Identify all lines in the data containing the string "ProductRepository". Copy them out.
[LISTED RECORDS Boundary: Start]
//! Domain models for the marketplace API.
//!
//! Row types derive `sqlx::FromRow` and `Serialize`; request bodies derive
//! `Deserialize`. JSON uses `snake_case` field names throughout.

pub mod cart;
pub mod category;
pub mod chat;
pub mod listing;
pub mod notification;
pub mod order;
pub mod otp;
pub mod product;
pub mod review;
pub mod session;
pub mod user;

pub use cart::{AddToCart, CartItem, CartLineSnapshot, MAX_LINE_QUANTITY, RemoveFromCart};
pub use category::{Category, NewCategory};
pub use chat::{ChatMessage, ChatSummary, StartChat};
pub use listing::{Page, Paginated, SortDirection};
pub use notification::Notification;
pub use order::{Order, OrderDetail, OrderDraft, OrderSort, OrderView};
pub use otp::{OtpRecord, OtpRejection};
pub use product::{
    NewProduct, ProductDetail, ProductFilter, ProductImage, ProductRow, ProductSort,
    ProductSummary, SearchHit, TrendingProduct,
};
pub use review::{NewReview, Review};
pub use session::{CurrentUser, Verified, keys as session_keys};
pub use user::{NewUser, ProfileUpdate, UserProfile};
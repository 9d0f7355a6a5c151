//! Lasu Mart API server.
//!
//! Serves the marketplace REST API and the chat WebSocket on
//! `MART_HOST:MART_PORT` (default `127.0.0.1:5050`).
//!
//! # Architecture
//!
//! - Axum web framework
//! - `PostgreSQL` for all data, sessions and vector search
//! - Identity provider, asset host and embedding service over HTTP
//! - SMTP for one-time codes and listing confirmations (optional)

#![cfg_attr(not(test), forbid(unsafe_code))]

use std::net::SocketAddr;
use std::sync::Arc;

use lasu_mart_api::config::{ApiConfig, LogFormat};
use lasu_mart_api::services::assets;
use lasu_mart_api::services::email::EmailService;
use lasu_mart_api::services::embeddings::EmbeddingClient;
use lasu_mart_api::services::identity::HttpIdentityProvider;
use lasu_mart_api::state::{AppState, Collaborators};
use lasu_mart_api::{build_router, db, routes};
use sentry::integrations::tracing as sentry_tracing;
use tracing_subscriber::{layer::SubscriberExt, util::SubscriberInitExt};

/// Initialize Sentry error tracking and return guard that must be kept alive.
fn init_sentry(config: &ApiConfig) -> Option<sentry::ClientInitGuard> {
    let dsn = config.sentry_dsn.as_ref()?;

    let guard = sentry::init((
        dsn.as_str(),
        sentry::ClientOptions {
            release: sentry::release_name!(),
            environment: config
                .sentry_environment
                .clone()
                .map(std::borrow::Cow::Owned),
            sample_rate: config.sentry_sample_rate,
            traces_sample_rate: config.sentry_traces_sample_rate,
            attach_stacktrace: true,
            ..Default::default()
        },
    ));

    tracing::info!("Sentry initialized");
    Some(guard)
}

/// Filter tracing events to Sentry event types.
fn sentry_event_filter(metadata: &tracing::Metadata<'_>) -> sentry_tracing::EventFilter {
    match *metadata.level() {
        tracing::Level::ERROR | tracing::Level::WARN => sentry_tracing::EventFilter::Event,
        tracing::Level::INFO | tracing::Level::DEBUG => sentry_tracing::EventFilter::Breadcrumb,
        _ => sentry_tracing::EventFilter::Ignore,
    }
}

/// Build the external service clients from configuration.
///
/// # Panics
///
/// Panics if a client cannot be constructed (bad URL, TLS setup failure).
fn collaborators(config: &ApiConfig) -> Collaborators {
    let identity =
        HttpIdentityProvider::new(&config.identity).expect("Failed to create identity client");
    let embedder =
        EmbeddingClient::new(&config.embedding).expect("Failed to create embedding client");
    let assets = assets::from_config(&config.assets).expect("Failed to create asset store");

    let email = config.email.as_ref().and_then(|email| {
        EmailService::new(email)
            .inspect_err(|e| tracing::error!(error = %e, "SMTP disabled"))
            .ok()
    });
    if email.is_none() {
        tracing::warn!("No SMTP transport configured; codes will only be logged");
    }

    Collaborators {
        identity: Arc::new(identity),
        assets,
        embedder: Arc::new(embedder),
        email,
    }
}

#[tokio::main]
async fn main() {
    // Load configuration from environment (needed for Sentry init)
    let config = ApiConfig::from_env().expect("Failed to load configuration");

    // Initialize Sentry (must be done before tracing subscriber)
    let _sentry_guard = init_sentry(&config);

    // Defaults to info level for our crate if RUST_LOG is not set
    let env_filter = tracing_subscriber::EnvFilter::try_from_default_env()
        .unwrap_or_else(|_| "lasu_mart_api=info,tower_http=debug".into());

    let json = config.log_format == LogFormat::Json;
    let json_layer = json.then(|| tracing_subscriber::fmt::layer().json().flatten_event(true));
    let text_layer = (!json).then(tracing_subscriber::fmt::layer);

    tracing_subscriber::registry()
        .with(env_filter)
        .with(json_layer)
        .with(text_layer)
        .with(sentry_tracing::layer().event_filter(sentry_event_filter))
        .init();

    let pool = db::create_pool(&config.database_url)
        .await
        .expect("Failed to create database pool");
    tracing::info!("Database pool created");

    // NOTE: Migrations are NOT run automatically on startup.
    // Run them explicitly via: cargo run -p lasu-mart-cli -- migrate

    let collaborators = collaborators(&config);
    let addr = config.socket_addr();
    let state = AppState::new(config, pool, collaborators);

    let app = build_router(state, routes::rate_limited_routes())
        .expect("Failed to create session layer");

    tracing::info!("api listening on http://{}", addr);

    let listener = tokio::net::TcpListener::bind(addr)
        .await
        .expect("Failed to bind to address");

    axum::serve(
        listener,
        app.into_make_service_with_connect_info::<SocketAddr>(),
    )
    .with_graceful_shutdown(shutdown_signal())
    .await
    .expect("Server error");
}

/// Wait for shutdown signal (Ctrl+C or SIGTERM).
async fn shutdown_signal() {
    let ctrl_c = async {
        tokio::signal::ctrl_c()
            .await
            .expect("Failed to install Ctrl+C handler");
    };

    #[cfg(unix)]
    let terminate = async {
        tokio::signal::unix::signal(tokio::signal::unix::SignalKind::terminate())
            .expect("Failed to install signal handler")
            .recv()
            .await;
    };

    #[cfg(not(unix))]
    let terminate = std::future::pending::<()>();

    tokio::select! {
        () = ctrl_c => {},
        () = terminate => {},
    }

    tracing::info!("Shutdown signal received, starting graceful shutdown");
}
[LISTED RECORDS Boundary: End]
[LISTED RECORDS Boundary: Start]
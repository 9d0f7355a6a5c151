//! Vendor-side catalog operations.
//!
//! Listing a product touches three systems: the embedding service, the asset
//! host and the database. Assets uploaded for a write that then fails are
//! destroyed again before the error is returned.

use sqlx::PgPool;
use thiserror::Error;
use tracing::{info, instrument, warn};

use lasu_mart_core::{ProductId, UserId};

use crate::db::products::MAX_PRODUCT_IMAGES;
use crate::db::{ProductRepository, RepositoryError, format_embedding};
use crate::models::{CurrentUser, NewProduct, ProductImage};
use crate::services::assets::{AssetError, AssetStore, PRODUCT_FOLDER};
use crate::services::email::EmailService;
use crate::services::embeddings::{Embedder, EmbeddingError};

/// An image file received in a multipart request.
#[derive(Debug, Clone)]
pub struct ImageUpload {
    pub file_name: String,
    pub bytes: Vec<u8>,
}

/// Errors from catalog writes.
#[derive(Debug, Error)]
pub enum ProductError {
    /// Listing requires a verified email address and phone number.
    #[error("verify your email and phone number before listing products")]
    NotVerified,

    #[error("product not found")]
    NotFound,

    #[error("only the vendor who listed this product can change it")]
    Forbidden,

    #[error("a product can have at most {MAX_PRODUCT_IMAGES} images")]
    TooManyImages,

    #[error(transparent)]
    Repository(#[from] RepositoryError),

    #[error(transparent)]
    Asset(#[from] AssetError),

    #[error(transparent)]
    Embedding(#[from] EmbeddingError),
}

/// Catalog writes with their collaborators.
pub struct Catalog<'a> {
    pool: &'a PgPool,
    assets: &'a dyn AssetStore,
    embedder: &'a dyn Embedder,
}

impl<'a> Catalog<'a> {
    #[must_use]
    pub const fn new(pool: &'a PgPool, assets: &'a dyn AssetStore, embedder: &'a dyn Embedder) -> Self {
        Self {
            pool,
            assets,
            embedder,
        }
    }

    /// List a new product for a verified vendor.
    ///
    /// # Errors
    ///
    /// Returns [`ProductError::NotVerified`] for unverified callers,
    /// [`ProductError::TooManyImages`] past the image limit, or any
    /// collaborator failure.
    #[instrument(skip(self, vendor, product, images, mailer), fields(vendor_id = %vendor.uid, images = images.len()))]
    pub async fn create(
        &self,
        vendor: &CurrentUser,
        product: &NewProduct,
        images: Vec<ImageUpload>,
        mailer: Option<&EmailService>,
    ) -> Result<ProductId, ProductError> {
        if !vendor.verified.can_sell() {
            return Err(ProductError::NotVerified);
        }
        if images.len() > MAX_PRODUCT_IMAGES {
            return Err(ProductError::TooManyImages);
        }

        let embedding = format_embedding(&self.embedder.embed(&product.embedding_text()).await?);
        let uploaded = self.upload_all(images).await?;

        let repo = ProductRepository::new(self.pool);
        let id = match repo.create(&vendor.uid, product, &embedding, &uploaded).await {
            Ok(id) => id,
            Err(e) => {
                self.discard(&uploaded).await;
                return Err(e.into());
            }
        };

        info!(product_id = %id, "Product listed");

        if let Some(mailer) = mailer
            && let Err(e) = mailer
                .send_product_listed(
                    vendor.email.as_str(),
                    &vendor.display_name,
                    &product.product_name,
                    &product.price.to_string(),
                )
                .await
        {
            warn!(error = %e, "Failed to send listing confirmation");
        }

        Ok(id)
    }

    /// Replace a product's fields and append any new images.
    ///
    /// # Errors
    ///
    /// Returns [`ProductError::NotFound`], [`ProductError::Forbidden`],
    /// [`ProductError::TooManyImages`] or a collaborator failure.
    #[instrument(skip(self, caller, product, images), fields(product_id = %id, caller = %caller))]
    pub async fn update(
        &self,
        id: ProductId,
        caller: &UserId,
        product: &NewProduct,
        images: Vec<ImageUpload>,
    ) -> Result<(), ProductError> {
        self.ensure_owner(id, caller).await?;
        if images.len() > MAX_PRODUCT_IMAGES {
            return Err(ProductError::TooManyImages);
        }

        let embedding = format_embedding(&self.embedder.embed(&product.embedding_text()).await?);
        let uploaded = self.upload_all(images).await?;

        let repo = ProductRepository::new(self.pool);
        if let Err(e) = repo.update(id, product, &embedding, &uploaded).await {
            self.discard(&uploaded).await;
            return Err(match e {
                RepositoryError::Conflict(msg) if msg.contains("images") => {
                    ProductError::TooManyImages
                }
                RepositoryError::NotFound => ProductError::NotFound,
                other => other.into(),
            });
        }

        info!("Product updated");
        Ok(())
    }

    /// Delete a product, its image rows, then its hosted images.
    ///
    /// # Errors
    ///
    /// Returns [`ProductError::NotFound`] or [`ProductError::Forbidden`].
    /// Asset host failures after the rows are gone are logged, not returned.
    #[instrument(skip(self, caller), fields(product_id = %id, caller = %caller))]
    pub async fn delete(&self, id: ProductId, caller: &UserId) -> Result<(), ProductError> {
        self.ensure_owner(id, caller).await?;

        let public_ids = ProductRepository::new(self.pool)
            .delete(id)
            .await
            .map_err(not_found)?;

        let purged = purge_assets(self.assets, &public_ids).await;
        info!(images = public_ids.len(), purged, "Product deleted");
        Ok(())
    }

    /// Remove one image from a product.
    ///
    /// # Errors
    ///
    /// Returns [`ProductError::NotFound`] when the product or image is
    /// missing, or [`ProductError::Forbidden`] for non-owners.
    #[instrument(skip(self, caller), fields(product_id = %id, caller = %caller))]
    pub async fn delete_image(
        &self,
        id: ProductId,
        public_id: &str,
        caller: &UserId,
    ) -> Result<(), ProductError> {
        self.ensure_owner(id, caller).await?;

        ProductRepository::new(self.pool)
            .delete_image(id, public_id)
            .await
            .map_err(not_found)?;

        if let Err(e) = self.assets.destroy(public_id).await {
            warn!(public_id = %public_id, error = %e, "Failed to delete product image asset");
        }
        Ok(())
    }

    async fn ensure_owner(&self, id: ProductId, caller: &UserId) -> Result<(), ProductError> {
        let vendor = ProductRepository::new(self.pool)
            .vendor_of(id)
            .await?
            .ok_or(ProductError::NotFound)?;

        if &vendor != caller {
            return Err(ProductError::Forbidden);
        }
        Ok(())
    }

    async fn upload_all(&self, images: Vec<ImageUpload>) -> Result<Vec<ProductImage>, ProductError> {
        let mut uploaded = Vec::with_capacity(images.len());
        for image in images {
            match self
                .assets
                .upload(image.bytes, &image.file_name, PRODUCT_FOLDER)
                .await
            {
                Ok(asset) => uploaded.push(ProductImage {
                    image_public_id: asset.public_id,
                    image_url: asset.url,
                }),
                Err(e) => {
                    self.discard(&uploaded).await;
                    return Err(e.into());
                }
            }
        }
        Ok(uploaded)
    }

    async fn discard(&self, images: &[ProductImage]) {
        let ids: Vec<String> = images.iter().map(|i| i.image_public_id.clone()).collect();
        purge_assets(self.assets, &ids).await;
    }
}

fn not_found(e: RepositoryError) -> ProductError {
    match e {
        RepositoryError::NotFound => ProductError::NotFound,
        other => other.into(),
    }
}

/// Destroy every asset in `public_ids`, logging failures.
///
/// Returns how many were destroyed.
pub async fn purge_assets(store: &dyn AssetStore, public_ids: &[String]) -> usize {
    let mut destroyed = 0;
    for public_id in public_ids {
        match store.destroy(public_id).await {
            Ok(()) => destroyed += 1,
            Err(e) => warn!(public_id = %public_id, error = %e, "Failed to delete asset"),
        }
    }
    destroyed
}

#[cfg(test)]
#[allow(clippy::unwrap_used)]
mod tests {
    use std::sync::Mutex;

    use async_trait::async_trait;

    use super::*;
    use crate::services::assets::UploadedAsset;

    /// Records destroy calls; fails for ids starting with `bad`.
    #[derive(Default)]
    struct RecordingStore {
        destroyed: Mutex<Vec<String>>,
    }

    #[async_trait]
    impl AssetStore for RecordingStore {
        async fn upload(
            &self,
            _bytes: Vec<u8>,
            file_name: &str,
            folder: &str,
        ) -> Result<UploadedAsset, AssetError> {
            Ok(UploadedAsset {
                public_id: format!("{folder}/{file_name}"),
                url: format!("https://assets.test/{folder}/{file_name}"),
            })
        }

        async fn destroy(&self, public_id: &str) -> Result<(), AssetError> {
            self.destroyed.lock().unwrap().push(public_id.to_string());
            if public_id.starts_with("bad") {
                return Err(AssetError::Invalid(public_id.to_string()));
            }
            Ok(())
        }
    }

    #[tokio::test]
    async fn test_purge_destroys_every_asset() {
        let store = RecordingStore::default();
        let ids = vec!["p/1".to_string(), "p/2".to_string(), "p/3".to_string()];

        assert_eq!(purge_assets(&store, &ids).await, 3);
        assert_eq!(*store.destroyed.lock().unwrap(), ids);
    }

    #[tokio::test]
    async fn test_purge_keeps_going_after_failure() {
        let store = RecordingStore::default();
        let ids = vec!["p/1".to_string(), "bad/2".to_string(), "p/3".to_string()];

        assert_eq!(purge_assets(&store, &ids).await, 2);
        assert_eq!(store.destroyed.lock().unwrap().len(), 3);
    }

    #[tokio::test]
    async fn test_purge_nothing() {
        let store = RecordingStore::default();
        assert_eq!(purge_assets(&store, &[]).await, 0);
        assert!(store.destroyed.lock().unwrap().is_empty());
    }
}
[LISTED RECORDS Boundary: End]
• [SOLUTION TO THIS TASK]:
use crate::db::{ProductRepository, RepositoryError, format_embedding};
        let repo = ProductRepository::new(self.pool);
        let repo = ProductRepository::new(self.pool);
        let public_ids = ProductRepository::new(self.pool)
        ProductRepository::new(self.pool)
        let vendor = ProductRepository::new(self.pool)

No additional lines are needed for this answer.